§ **Data excerpts**

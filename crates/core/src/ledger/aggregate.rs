//! Per-person balance aggregation.
//!
//! Folds expense records into per-person balances. Two derived quantities
//! come out of one pass and are never conflated:
//!
//! - `outstanding` - unsettled records only; feeds classification and
//!   reminder eligibility
//! - `historical` - every record; feeds gross-total views
//!
//! The fold is commutative over the record set: remainder distribution is
//! resolved entirely inside each record's own split, never across records.

use std::collections::HashMap;

use serde::{Deserialize, Serialize};
use splitra_shared::{CurrencyFormat, MoneyAmount, PersonId, RecordId};

use super::error::LedgerError;
use super::record::ExpenseRecord;
use crate::split::SplitError;

/// A person's aggregated position across a record set.
///
/// Purely derived - always recomputed from the full record set, never
/// mutated directly by collaborators.
#[derive(Debug, Clone, Copy, PartialEq, Eq, Serialize, Deserialize)]
pub struct PersonBalance {
    /// The person this balance belongs to.
    pub person_id: PersonId,
    /// Sum of totals this person paid.
    pub gross_paid: MoneyAmount,
    /// Sum of shares this person owes.
    pub gross_owed: MoneyAmount,
}

impl PersonBalance {
    /// Creates an empty balance for a person.
    #[must_use]
    pub const fn new(person_id: PersonId) -> Self {
        Self {
            person_id,
            gross_paid: MoneyAmount::ZERO,
            gross_owed: MoneyAmount::ZERO,
        }
    }

    /// Net position: `gross_paid - gross_owed`.
    ///
    /// Positive means others owe this person; negative means this person
    /// owes others.
    #[must_use]
    pub fn net(&self) -> MoneyAmount {
        self.gross_paid - self.gross_owed
    }

    fn add_paid(&mut self, amount: MoneyAmount) {
        self.gross_paid += amount;
    }

    fn add_owed(&mut self, amount: MoneyAmount) {
        self.gross_owed += amount;
    }
}

/// Result of aggregating a record set.
#[derive(Debug, Clone, Default, PartialEq, Eq, Serialize, Deserialize)]
pub struct BalanceSheet {
    /// Balances over unsettled records only.
    pub outstanding: HashMap<PersonId, PersonBalance>,
    /// Balances over every record, settled included.
    pub historical: HashMap<PersonId, PersonBalance>,
}

impl BalanceSheet {
    /// Net outstanding position for a person (zero if unknown).
    #[must_use]
    pub fn outstanding_net(&self, person_id: PersonId) -> MoneyAmount {
        self.outstanding
            .get(&person_id)
            .map_or(MoneyAmount::ZERO, PersonBalance::net)
    }

    /// Historical balance for a person, if any record mentions them.
    #[must_use]
    pub fn historical_balance(&self, person_id: PersonId) -> Option<&PersonBalance> {
        self.historical.get(&person_id)
    }
}

/// Partial aggregation result: what could be computed, plus what failed.
#[derive(Debug, Clone, PartialEq, Eq)]
pub struct PartialBalances {
    /// Balances over the records that split successfully.
    pub sheet: BalanceSheet,
    /// Records that were skipped, with the reason.
    pub failures: Vec<(RecordId, SplitError)>,
}

/// Balance aggregation entry points.
pub struct BalanceAggregator;

impl BalanceAggregator {
    /// Folds records into a balance sheet, atomically.
    ///
    /// The first record whose split computation fails aborts the whole
    /// batch: a silently wrong balance is worse than a visible failure.
    ///
    /// # Errors
    ///
    /// `AggregationFailure` naming the offending record and the split
    /// failure underneath.
    pub fn aggregate(
        records: &[ExpenseRecord],
        format: &CurrencyFormat,
    ) -> Result<BalanceSheet, LedgerError> {
        let mut sheet = BalanceSheet::default();
        for record in records {
            let shares = record.compute_shares(format.scale).map_err(|cause| {
                LedgerError::AggregationFailure {
                    record_id: record.id(),
                    cause,
                }
            })?;
            Self::apply(&mut sheet.historical, record, &shares);
            if !record.is_settled() {
                Self::apply(&mut sheet.outstanding, record, &shares);
            }
        }
        Ok(sheet)
    }

    /// Folds records into a balance sheet, skipping records that fail.
    ///
    /// Explicit opt-in degradation: failed record ids come back alongside
    /// the partial sheet so the caller can surface them.
    #[must_use]
    pub fn aggregate_partial(
        records: &[ExpenseRecord],
        format: &CurrencyFormat,
    ) -> PartialBalances {
        let mut sheet = BalanceSheet::default();
        let mut failures = Vec::new();
        for record in records {
            match record.compute_shares(format.scale) {
                Ok(shares) => {
                    Self::apply(&mut sheet.historical, record, &shares);
                    if !record.is_settled() {
                        Self::apply(&mut sheet.outstanding, record, &shares);
                    }
                }
                Err(cause) => {
                    tracing::warn!(
                        record_id = %record.id(),
                        error = %cause,
                        "skipping record in partial aggregation"
                    );
                    failures.push((record.id(), cause));
                }
            }
        }
        PartialBalances { sheet, failures }
    }

    /// Applies one record to a balance map: the payer is credited the full
    /// total, every participant is debited their share.
    fn apply(
        balances: &mut HashMap<PersonId, PersonBalance>,
        record: &ExpenseRecord,
        shares: &[(PersonId, MoneyAmount)],
    ) {
        balances
            .entry(record.payer_id())
            .or_insert_with(|| PersonBalance::new(record.payer_id()))
            .add_paid(record.total_amount());
        for (person, share) in shares {
            balances
                .entry(*person)
                .or_insert_with(|| PersonBalance::new(*person))
                .add_owed(*share);
        }
    }
}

§ **What is required**
Make an exact copy of every entry.

§ **Response to this task**
filename crates/core/src/ledger/aggregate.rs
//! Per-person balance aggregation.
//!
//! Folds expense records into per-person balances. Two derived quantities
//! come out of one pass and are never conflated:
//!
//! - `outstanding` - unsettled records only; feeds classification and
//!   reminder eligibility
//! - `historical` - every record; feeds gross-total views
//!
//! The fold is commutative over the record set: remainder distribution is
//! resolved entirely inside each record's own split, never across records.

use std::collections::HashMap;

use serde::{Deserialize, Serialize};
use splitra_shared::{CurrencyFormat, MoneyAmount, PersonId, RecordId};

use super::error::LedgerError;
use super::record::ExpenseRecord;
use crate::split::SplitError;

/// A person's aggregated position across a record set.
///
/// Purely derived - always recomputed from the full record set, never
/// mutated directly by collaborators.
#[derive(Debug, Clone, Copy, PartialEq, Eq, Serialize, Deserialize)]
pub struct PersonBalance {
    /// The person this balance belongs to.
    pub person_id: PersonId,
    /// Sum of totals this person paid.
    pub gross_paid: MoneyAmount,
    /// Sum of shares this person owes.
    pub gross_owed: MoneyAmount,
}

impl PersonBalance {
    /// Creates an empty balance for a person.
    #[must_use]
    pub const fn new(person_id: PersonId) -> Self {
        Self {
            person_id,
            gross_paid: MoneyAmount::ZERO,
            gross_owed: MoneyAmount::ZERO,
        }
    }

    /// Net position: `gross_paid - gross_owed`.
    ///
    /// Positive means others owe this person; negative means this person
    /// owes others.
    #[must_use]
    pub fn net(&self) -> MoneyAmount {
        self.gross_paid - self.gross_owed
    }

    fn add_paid(&mut self, amount: MoneyAmount) {
        self.gross_paid += amount;
    }

    fn add_owed(&mut self, amount: MoneyAmount) {
        self.gross_owed += amount;
    }
}

/// Result of aggregating a record set.
#[derive(Debug, Clone, Default, PartialEq, Eq, Serialize, Deserialize)]
pub struct BalanceSheet {
    /// Balances over unsettled records only.
    pub outstanding: HashMap<PersonId, PersonBalance>,
    /// Balances over every record, settled included.
    pub historical: HashMap<PersonId, PersonBalance>,
}

impl BalanceSheet {
    /// Net outstanding position for a person (zero if unknown).
    #[must_use]
    pub fn outstanding_net(&self, person_id: PersonId) -> MoneyAmount {
        self.outstanding
            .get(&person_id)
            .map_or(MoneyAmount::ZERO, PersonBalance::net)
    }

    /// Historical balance for a person, if any record mentions them.
    #[must_use]
    pub fn historical_balance(&self, person_id: PersonId) -> Option<&PersonBalance> {
        self.historical.get(&person_id)
    }
}

/// Partial aggregation result: what could be computed, plus what failed.
#[derive(Debug, Clone, PartialEq, Eq)]
pub struct PartialBalances {
    /// Balances over the records that split successfully.
    pub sheet: BalanceSheet,
    /// Records that were skipped, with the reason.
    pub failures: Vec<(RecordId, SplitError)>,
}

/// Balance aggregation entry points.
pub struct BalanceAggregator;

impl BalanceAggregator {
    /// Folds records into a balance sheet, atomically.
    ///
    /// The first record whose split computation fails aborts the whole
    /// batch: a silently wrong balance is worse than a visible failure.
    ///
    /// # Errors
    ///
    /// `AggregationFailure` naming the offending record and the split
    /// failure underneath.
    pub fn aggregate(
        records: &[ExpenseRecord],
        format: &CurrencyFormat,
    ) -> Result<BalanceSheet, LedgerError> {
        let mut sheet = BalanceSheet::default();
        for record in records {
            let shares = record.compute_shares(format.scale).map_err(|cause| {
                LedgerError::AggregationFailure {
                    record_id: record.id(),
                    cause,
                }
            })?;
            Self::apply(&mut sheet.historical, record, &shares);
            if !record.is_settled() {
                Self::apply(&mut sheet.outstanding, record, &shares);
            }
        }
        Ok(sheet)
    }

    /// Folds records into a balance sheet, skipping records that fail.
    ///
    /// Explicit opt-in degradation: failed record ids come back alongside
    /// the partial sheet so the caller can surface them.
    #[must_use]
    pub fn aggregate_partial(
        records: &[ExpenseRecord],
        format: &CurrencyFormat,
    ) -> PartialBalances {
        let mut sheet = BalanceSheet::default();
        let mut failures = Vec::new();
        for record in records {
            match record.compute_shares(format.scale) {
                Ok(shares) => {
                    Self::apply(&mut sheet.historical, record, &shares);
                    if !record.is_settled() {
                        Self::apply(&mut sheet.outstanding, record, &shares);
                    }
                }
                Err(cause) => {
                    tracing::warn!(
                        record_id = %record.id(),
                        error = %cause,
                        "skipping record in partial aggregation"
                    );
                    failures.push((record.id(), cause));
                }
            }
        }
        PartialBalances { sheet, failures }
    }

    /// Applies one record to a balance map: the payer is credited the full
    /// total, every participant is debited their share.
    fn apply(
        balances: &mut HashMap<PersonId, PersonBalance>,
        record: &ExpenseRecord,
        shares: &[(PersonId, MoneyAmount)],
    ) {
        balances
            .entry(record.payer_id())
            .or_insert_with(|| PersonBalance::new(record.payer_id()))
            .add_paid(record.total_amount());
        for (person, share) in shares {
            balances
                .entry(*person)
                .or_insert_with(|| PersonBalance::new(*person))
                .add_owed(*share);
        }
    }
}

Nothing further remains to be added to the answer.